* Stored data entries
====
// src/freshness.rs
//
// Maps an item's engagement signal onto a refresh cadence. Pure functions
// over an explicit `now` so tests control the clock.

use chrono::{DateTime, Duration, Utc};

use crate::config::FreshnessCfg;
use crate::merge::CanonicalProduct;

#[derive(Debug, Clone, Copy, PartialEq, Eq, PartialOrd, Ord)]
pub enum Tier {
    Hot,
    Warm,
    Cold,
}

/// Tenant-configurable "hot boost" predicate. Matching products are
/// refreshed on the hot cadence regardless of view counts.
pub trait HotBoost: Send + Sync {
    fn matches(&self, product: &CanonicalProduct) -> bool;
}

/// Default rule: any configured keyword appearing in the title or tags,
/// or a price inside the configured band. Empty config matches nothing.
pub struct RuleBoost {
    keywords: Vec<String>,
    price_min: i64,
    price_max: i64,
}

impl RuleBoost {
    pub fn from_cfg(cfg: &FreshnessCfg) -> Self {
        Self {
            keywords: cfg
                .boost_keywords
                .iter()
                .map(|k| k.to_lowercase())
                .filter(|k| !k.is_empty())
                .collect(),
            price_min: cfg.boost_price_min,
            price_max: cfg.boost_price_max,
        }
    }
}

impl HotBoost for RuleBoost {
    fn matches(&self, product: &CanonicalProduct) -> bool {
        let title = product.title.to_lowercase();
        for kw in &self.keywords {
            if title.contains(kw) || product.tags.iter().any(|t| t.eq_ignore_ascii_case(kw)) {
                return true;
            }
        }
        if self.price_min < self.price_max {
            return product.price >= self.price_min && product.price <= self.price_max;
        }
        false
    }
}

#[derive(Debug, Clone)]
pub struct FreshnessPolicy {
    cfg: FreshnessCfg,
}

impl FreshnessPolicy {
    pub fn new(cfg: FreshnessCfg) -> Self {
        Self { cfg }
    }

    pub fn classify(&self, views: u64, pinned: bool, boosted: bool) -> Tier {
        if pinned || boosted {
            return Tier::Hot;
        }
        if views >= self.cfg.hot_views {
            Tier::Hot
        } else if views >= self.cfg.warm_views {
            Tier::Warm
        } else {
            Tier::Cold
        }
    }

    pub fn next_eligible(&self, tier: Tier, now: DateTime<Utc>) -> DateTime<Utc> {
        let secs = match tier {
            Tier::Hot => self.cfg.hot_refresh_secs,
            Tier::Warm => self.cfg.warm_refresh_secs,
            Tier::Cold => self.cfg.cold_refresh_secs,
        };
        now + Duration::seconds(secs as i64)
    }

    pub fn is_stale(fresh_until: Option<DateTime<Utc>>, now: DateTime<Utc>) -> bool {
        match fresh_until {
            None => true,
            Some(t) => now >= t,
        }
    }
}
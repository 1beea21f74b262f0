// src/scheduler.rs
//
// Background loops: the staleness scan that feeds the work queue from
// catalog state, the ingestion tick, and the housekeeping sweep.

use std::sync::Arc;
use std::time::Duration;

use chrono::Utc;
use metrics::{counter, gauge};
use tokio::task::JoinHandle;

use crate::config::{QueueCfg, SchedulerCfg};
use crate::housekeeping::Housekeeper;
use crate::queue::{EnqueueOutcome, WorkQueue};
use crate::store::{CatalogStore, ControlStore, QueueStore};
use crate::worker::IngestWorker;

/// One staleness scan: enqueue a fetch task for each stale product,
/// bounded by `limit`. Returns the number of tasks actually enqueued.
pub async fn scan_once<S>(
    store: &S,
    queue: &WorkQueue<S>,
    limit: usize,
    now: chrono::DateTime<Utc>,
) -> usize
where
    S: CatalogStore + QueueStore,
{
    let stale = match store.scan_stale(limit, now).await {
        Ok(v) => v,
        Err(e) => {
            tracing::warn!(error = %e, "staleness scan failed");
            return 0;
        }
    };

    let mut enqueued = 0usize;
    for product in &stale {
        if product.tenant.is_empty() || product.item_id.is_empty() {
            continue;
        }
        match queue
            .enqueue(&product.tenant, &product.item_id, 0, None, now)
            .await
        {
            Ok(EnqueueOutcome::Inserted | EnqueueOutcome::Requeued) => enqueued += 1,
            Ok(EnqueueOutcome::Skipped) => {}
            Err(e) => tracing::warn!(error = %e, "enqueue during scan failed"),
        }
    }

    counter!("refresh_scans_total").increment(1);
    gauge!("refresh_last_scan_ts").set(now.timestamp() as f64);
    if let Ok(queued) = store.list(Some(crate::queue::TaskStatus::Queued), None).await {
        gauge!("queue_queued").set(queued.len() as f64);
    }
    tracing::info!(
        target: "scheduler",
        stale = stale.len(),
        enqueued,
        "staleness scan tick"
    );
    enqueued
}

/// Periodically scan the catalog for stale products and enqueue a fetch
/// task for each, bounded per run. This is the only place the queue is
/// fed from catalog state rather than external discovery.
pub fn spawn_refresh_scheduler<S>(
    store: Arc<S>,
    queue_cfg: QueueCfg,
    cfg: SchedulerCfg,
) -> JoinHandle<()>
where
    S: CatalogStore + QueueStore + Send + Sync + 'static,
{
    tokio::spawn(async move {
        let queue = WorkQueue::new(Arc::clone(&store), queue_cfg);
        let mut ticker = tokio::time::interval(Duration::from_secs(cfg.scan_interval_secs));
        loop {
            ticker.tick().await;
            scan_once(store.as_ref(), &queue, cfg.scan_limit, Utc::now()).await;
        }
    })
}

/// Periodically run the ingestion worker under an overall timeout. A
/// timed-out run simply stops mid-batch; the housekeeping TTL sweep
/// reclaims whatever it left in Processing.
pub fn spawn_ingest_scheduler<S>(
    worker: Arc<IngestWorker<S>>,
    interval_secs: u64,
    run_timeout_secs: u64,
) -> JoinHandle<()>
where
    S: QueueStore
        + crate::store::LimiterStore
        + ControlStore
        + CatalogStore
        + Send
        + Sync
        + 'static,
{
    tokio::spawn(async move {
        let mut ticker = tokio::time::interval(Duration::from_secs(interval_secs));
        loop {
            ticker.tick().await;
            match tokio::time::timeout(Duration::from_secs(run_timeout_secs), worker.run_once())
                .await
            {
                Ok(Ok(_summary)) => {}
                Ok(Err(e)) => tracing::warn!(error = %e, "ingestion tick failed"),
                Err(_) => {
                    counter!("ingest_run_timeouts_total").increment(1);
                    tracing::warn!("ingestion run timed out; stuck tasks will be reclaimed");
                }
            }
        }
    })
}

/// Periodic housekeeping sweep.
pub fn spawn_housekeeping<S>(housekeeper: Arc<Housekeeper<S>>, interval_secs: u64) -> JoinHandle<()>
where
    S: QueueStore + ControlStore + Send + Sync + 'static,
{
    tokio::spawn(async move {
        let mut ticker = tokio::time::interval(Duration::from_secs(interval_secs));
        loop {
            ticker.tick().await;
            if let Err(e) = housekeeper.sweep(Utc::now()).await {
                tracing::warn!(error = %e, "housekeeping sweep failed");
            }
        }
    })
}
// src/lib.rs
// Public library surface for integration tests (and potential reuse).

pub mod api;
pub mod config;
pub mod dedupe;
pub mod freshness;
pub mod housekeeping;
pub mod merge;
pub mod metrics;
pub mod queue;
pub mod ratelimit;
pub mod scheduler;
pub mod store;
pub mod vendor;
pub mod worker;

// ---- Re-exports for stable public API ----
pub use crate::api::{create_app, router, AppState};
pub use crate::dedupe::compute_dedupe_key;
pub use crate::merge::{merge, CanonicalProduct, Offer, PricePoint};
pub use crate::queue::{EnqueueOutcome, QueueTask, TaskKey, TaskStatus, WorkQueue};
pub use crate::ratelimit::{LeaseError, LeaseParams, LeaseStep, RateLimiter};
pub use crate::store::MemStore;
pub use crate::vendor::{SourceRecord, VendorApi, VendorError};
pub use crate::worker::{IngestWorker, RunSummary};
====
* Exercise
Copy each line above holding "Some".

* Answer below
            Some(t) => now >= t,
    if let Ok(queued) = store.list(Some(crate::queue::TaskStatus::Queued), None).await {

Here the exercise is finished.